## [Work item]
Below are some records; return each one exactly as written.

*** Data under study ***

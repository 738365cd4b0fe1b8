use crate::entities::prelude::*;
use sea_orm_migration::prelude::*;
use sea_orm_migration::sea_orm::Schema;

#[derive(DeriveMigrationName)]
pub struct Migration;

#[async_trait::async_trait]
impl MigrationTrait for Migration {
    async fn up(&self, manager: &SchemaManager) -> Result<(), DbErr> {
        let backend = manager.get_database_backend();
        let schema = Schema::new(backend);

        // Includes the cascading foreign key to users
        manager
            .create_table(
                schema
                    .create_table_from_entity(AuthTokens)
                    .if_not_exists()
                    .to_owned(),
            )
            .await?;

        Ok(())
    }

    async fn down(&self, manager: &SchemaManager) -> Result<(), DbErr> {
        manager
            .drop_table(Table::drop().table(AuthTokens).to_owned())
            .await?;

        Ok(())
    }
}
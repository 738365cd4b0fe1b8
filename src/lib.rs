pub mod api;
pub mod cli;
pub mod config;
pub mod db;
pub mod domain;
pub mod entities;
pub mod services;
pub mod state;

use anyhow::Context;
pub use cli::{Cli, Commands};
pub use config::Config;
use tracing::info;
use tracing_subscriber::EnvFilter;

pub async fn run(cli: Cli, config: Config) -> anyhow::Result<()> {
    config.validate()?;
    init_tracing(&config)?;

    match cli.command.unwrap_or(Commands::Serve) {
        Commands::Serve => cli::commands::cmd_serve(config).await,

        Commands::CreateSuperuser {
            email,
            name,
            password,
        } => cli::commands::cmd_create_superuser(&config, &email, &name, password).await,

        Commands::Init => {
            let path = cli.config.unwrap_or_else(Config::default_config_path);
            cli::commands::cmd_init(&path)
        }
    }
}

/// Sets up the global subscriber: env filter, plain or JSON fmt output and,
/// when enabled, shipping to Loki.
fn init_tracing(config: &Config) -> anyhow::Result<()> {
    use tracing_subscriber::{layer::SubscriberExt, util::SubscriberInitExt};

    let env_filter = EnvFilter::try_from_default_env()
        .unwrap_or_else(|_| EnvFilter::new(&config.general.log_level));

    let json_logs = config.observability.json_logs;
    let json_layer = json_logs.then(|| tracing_subscriber::fmt::layer().json());
    let fmt_layer = (!json_logs).then(tracing_subscriber::fmt::layer);

    let registry = tracing_subscriber::registry()
        .with(env_filter)
        .with(json_layer)
        .with(fmt_layer);

    if config.observability.loki_enabled {
        let url = url::Url::parse(&config.observability.loki_url).context("Invalid Loki URL")?;

        let (layer, task) = tracing_loki::builder()
            .label("app", "tessera")?
            .build_url(url)?;

        tokio::spawn(task);

        registry.with(layer).init();
        info!(
            "Loki logging initialized at {}",
            config.observability.loki_url
        );
    } else {
        registry.init();
    }

    Ok(())
}
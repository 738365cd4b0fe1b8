pub mod token;
pub mod user;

*** End of Data under study ***

## [Exercise response]
repository 738365cd4b0fe1b8
use crate::entities::prelude::*;
use sea_orm_migration::prelude::*;
use sea_orm_migration::sea_orm::Schema;

#[derive(DeriveMigrationName)]
pub struct Migration;

#[async_trait::async_trait]
impl MigrationTrait for Migration {
    async fn up(&self, manager: &SchemaManager) -> Result<(), DbErr> {
        let backend = manager.get_database_backend();
        let schema = Schema::new(backend);

        // Includes the cascading foreign key to users
        manager
            .create_table(
                schema
                    .create_table_from_entity(AuthTokens)
                    .if_not_exists()
                    .to_owned(),
            )
            .await?;

        Ok(())
    }

    async fn down(&self, manager: &SchemaManager) -> Result<(), DbErr> {
        manager
            .drop_table(Table::drop().table(AuthTokens).to_owned())
            .await?;

        Ok(())
    }
}
repository 738365cd4b0fe1b8
filename src/lib.rs
pub mod api;
pub mod cli;
pub mod config;
pub mod db;
pub mod domain;
pub mod entities;
pub mod services;
pub mod state;

use anyhow::Context;
pub use cli::{Cli, Commands};
pub use config::Config;
use tracing::info;
use tracing_subscriber::EnvFilter;

pub async fn run(cli: Cli, config: Config) -> anyhow::Result<()> {
    config.validate()?;
    init_tracing(&config)?;

    match cli.command.unwrap_or(Commands::Serve) {
        Commands::Serve => cli::commands::cmd_serve(config).await,

        Commands::CreateSuperuser {
            email,
            name,
            password,
        } => cli::commands::cmd_create_superuser(&config, &email, &name, password).await,

        Commands::Init => {
            let path = cli.config.unwrap_or_else(Config::default_config_path);
            cli::commands::cmd_init(&path)
        }
    }
}

/// Sets up the global subscriber: env filter, plain or JSON fmt output and,
/// when enabled, shipping to Loki.
fn init_tracing(config: &Config) -> anyhow::Result<()> {
    use tracing_subscriber::{layer::SubscriberExt, util::SubscriberInitExt};

    let env_filter = EnvFilter::try_from_default_env()
        .unwrap_or_else(|_| EnvFilter::new(&config.general.log_level));

    let json_logs = config.observability.json_logs;
    let json_layer = json_logs.then(|| tracing_subscriber::fmt::layer().json());
    let fmt_layer = (!json_logs).then(tracing_subscriber::fmt::layer);

    let registry = tracing_subscriber::registry()
        .with(env_filter)
        .with(json_layer)
        .with(fmt_layer);

    if config.observability.loki_enabled {
        let url = url::Url::parse(&config.observability.loki_url).context("Invalid Loki URL")?;

        let (layer, task) = tracing_loki::builder()
            .label("app", "tessera")?
            .build_url(url)?;

        tokio::spawn(task);

        registry.with(layer).init();
        info!(
            "Loki logging initialized at {}",
            config.observability.loki_url
        );
    } else {
        registry.init();
    }

    Ok(())
}
repository 738365cd4b0fe1b8
pub mod token;
pub mod user;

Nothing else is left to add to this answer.